If I were one of those two original writers, I'd be pissed to see some celebrity taking credit for my ideas. In any case, I don't recommend the original books either. Seroussi still talks about the MMR and opioids effect as if they were true (by now these theories have been disproved by real scientists), and she's a GF/CF fundamentalist. And Vicki's book, although funny, is out-dated and irrelevant.
Monday, October 15, 2007
Sometimes beautiful things come from where you don't expect... In this case it was bad boy actor Colin Farrell, who seems to be a wonderful Dad to his 4-year-old son James, who has a form of cerebral palsy, Angelman Syndrome. Here's what Colin has to say about raising a child with special needs (from The Independent):
Colin – who has starred in such movies as Miami Vice and Phone Booth – said that James has “enriched” his life “incredibly.”

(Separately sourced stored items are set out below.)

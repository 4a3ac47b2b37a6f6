use crate::{
    checksum,
    config::DecoderConfig,
    epoch,
    fields::{self, Field, LineNumber},
    lines::{split_lines, split_set, TleLines},
    numeric, DecodeError,
};
use std::str::FromStr;
use tle_types::prelude::*;
use tracing::{debug, trace};

/// Decodes a single element set with the default configuration
pub fn decode(text: &str) -> Result<Tle, DecodeError> {
    Decoder::default().decode(text)
}

/// Decodes every element set of a catalog with the default configuration
pub fn decode_set(text: &str) -> Result<Vec<Tle>, DecodeError> {
    Decoder::default().decode_set(text)
}

#[derive(Copy, Clone, PartialEq, Eq, Debug, Default)]
pub struct Decoder {
    config: DecoderConfig,
}

impl Decoder {
    pub fn new(config: DecoderConfig) -> Self {
        Self { config }
    }

    pub fn config(&self) -> &DecoderConfig {
        &self.config
    }

    /// Decodes two lines, or a name line and two lines. Decoding stops at
    /// the first field that fails.
    pub fn decode(&self, text: &str) -> Result<Tle, DecodeError> {
        split_lines(text)
            .and_then(|lines| self.decode_lines(lines))
            .map_err(|e| {
                debug!(error = %e, "Failed to decode element set");
                e
            })
    }

    pub fn decode_unstructured(&self, tle: &UnstructuredTle) -> Result<Tle, DecodeError> {
        let contents = tle.contents();
        self.decode_lines(TleLines {
            contents: &contents,
            name: tle.satellite_name.as_deref(),
            line1: &tle.line1,
            line2: &tle.line2,
        })
    }

    /// Decodes a catalog of element sets in order, stopping at the first
    /// entry that fails
    pub fn decode_set(&self, text: &str) -> Result<Vec<Tle>, DecodeError> {
        split_set(text)?
            .iter()
            .enumerate()
            .map(|(index, entry)| {
                self.decode_unstructured(entry).map_err(|e| {
                    debug!(index, error = %e, "Failed to decode element set entry");
                    DecodeError::SetEntry {
                        index,
                        source: Box::new(e),
                    }
                })
            })
            .collect()
    }

    fn decode_lines(&self, lines: TleLines<'_>) -> Result<Tle, DecodeError> {
        let TleLines {
            contents,
            name,
            line1,
            line2,
        } = lines;

        // Line 1
        expect_line_number(line1, Field::Line1Number)?;
        let catalog_raw = fields::extract(line1, Field::CatalogNumber)?;
        let catalog_id = numeric::parse_catalog_number(Field::CatalogNumber, catalog_raw)?;
        let classification = fields::extract_char(line1, Field::Classification)?;

        let international_designator = InternationalDesignator {
            raw: fields::extract(line1, Field::InternationalDesignator)?.to_owned(),
            launch_year: fields::extract(line1, Field::LaunchYear)?.to_owned(),
            launch_number: fields::extract(line1, Field::LaunchNumber)?.to_owned(),
            launch_piece: fields::extract(line1, Field::LaunchPiece)?.to_owned(),
        };

        let epoch_year = fields::extract(line1, Field::EpochYear)?;
        let epoch_day = fields::extract(line1, Field::EpochDay)?;
        let epoch = Epoch {
            raw: fields::extract(line1, Field::Epoch)?.to_owned(),
            year: epoch_year.to_owned(),
            day: epoch_day.to_owned(),
            timestamp: epoch::epoch_timestamp(
                epoch_year,
                epoch_day,
                self.config.epoch_pivot_year,
            )?,
        };

        let mean_motion_dot = decimal(line1, Field::MeanMotionDot)?;
        let mean_motion_ddot = exponential(line1, Field::MeanMotionDdot)?;
        let bstar = exponential(line1, Field::BStar)?;
        let ephemeris_type = fields::extract_char(line1, Field::EphemerisType)?;
        let element_set_number = integer(line1, Field::ElementSetNumber)?;
        let line1_checksum = checksum_digit(line1, Field::Line1Checksum)?;

        // Line 2
        expect_line_number(line2, Field::Line2Number)?;
        let line2_catalog_raw = fields::extract(line2, Field::Line2CatalogNumber)?;
        let line2_catalog_id =
            numeric::parse_catalog_number(Field::Line2CatalogNumber, line2_catalog_raw)?;
        if line2_catalog_id != catalog_id {
            return Err(DecodeError::CatalogNumberMismatch {
                line1: catalog_raw.to_owned(),
                line2: line2_catalog_raw.to_owned(),
            });
        }

        let elements = OrbitalElements {
            inclination: decimal(line2, Field::Inclination)?,
            right_ascension: decimal(line2, Field::RightAscension)?,
            eccentricity: numeric::parse_eccentricity(fields::raw(line2, Field::Eccentricity)?)?,
            argument_of_perigee: decimal(line2, Field::ArgumentOfPerigee)?,
            mean_anomaly: decimal(line2, Field::MeanAnomaly)?,
            mean_motion: decimal(line2, Field::MeanMotion)?,
            revolution_number: integer(line2, Field::RevolutionNumber)?,
        };
        let line2_checksum = checksum_digit(line2, Field::Line2Checksum)?;

        self.check_checksum(LineNumber::One, line1)?;
        self.check_checksum(LineNumber::Two, line2)?;

        let tle = Tle {
            name: name.map(str::to_owned),
            line1: line1.to_owned(),
            line2: line2.to_owned(),
            contents: contents.to_owned(),
            catalog_number: CatalogNumber {
                raw: catalog_raw.to_owned(),
                id: catalog_id,
            },
            classification: classification.into(),
            international_designator,
            epoch,
            mean_motion_dot,
            mean_motion_ddot,
            bstar,
            ephemeris_type,
            element_set_number,
            line1_checksum,
            elements,
            line2_checksum,
        };
        trace!(catalog_id, epoch = %tle.epoch, "Decoded element set");
        Ok(tle)
    }

    fn check_checksum(&self, line_number: LineNumber, text: &str) -> Result<(), DecodeError> {
        match checksum::verify(line_number, text) {
            Ok(_) => Ok(()),
            Err(DecodeError::Checksum {
                line,
                found,
                computed,
            }) if !self.config.verify_checksums => {
                debug!(%line, found, computed, "Ignoring checksum mismatch");
                Ok(())
            }
            Err(e) => Err(e),
        }
    }
}

fn expect_line_number(line: &str, field: Field) -> Result<(), DecodeError> {
    let marker = fields::raw(line, field)?;
    let expected = field.line();
    if marker.starts_with(expected.marker()) {
        Ok(())
    } else {
        Err(DecodeError::UnexpectedLineNumber {
            line: expected,
            found: marker.to_owned(),
        })
    }
}

fn decimal(line: &str, field: Field) -> Result<f64, DecodeError> {
    numeric::parse_decimal(field, fields::raw(line, field)?)
}

fn exponential(line: &str, field: Field) -> Result<f64, DecodeError> {
    numeric::parse_implied_decimal_exponent(field, fields::raw(line, field)?)
}

fn integer<T: FromStr>(line: &str, field: Field) -> Result<T, DecodeError> {
    numeric::parse_integer(field, fields::raw(line, field)?)
}

fn checksum_digit(line: &str, field: Field) -> Result<u8, DecodeError> {
    let c = fields::extract_char(line, field)?;
    c.to_digit(10)
        .map(|d| d as u8)
        .ok_or(DecodeError::ChecksumCharacter {
            line: field.line(),
            found: c,
        })
}
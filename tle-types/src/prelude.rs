pub use crate::catalog::{CatalogId, CatalogNumber, Classification};
pub use crate::designator::InternationalDesignator;
pub use crate::epoch::Epoch;
pub use crate::orbit::OrbitalElements;
pub use crate::time::UtcTimestamp;
pub use crate::tle::{Tle, UnstructuredTle};
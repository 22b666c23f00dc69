//! MCP (Model Context Protocol) surface: the `pubmed_articles` tool.

mod dispatcher;
mod request;
pub mod server;
mod tools;

pub use dispatcher::Dispatcher;
pub use request::{ArticlesRequest, DispatchError, METHODS};
pub use server::McpServer;
pub use tools::{PubMedArticlesHandler, Tool, ToolHandler, ToolRegistry, PUBMED_ARTICLES_TOOL};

And he said that he is dedicated to helping his son reach his own “individual potential” and to be “as happy as he can be.”
”With my son the only time I'm reminded that there is something different about him – that he has some deviation of what is perceived to be normal – is when I see him with other four-year-olds.
“Then I go “oh yeah” and it comes back to me. But from day one I felt that he's the way he's meant to be.”
The actor spoke with pride about the barriers his son has overcome in the first four years of his life – and paid tribute to his exgirlfriend Kim for being proactive in getting James the early intervention he needs.
“He took his first steps about six weeks ago and it was four years in the making. All the work is his, he worked his arse off for four years.”
“And when he took the first steps it was incredibly emotional, there wasn't a dry eye in the house.”
He's broken that barrier and its all about building on that now.
Although Colin has been juggling a career in Hollywood since he first burst onto the scene in 2003, he is dedicated to spending as much time as possible with his son.
Little James has already met with his extended family in Dublin and even Colin's new girlfriend, Irish student Muireann McDonnell.
The irony of having a child with special needs – months after becoming involved in the Special Olympics and being faced with the same challenges – is not lost on the actor.
But, he is adamant that anyone who has a disability can still contribute to society and have a full and happy life.
“Its mad the way the world works. It's bizarre. I experienced the overwhelming effect of being around those athletes pretty much just before my son was born with special needs.
“I have never thought of my son as being someone with a disability. It goes back to special needs and what is a disability and what isn't”.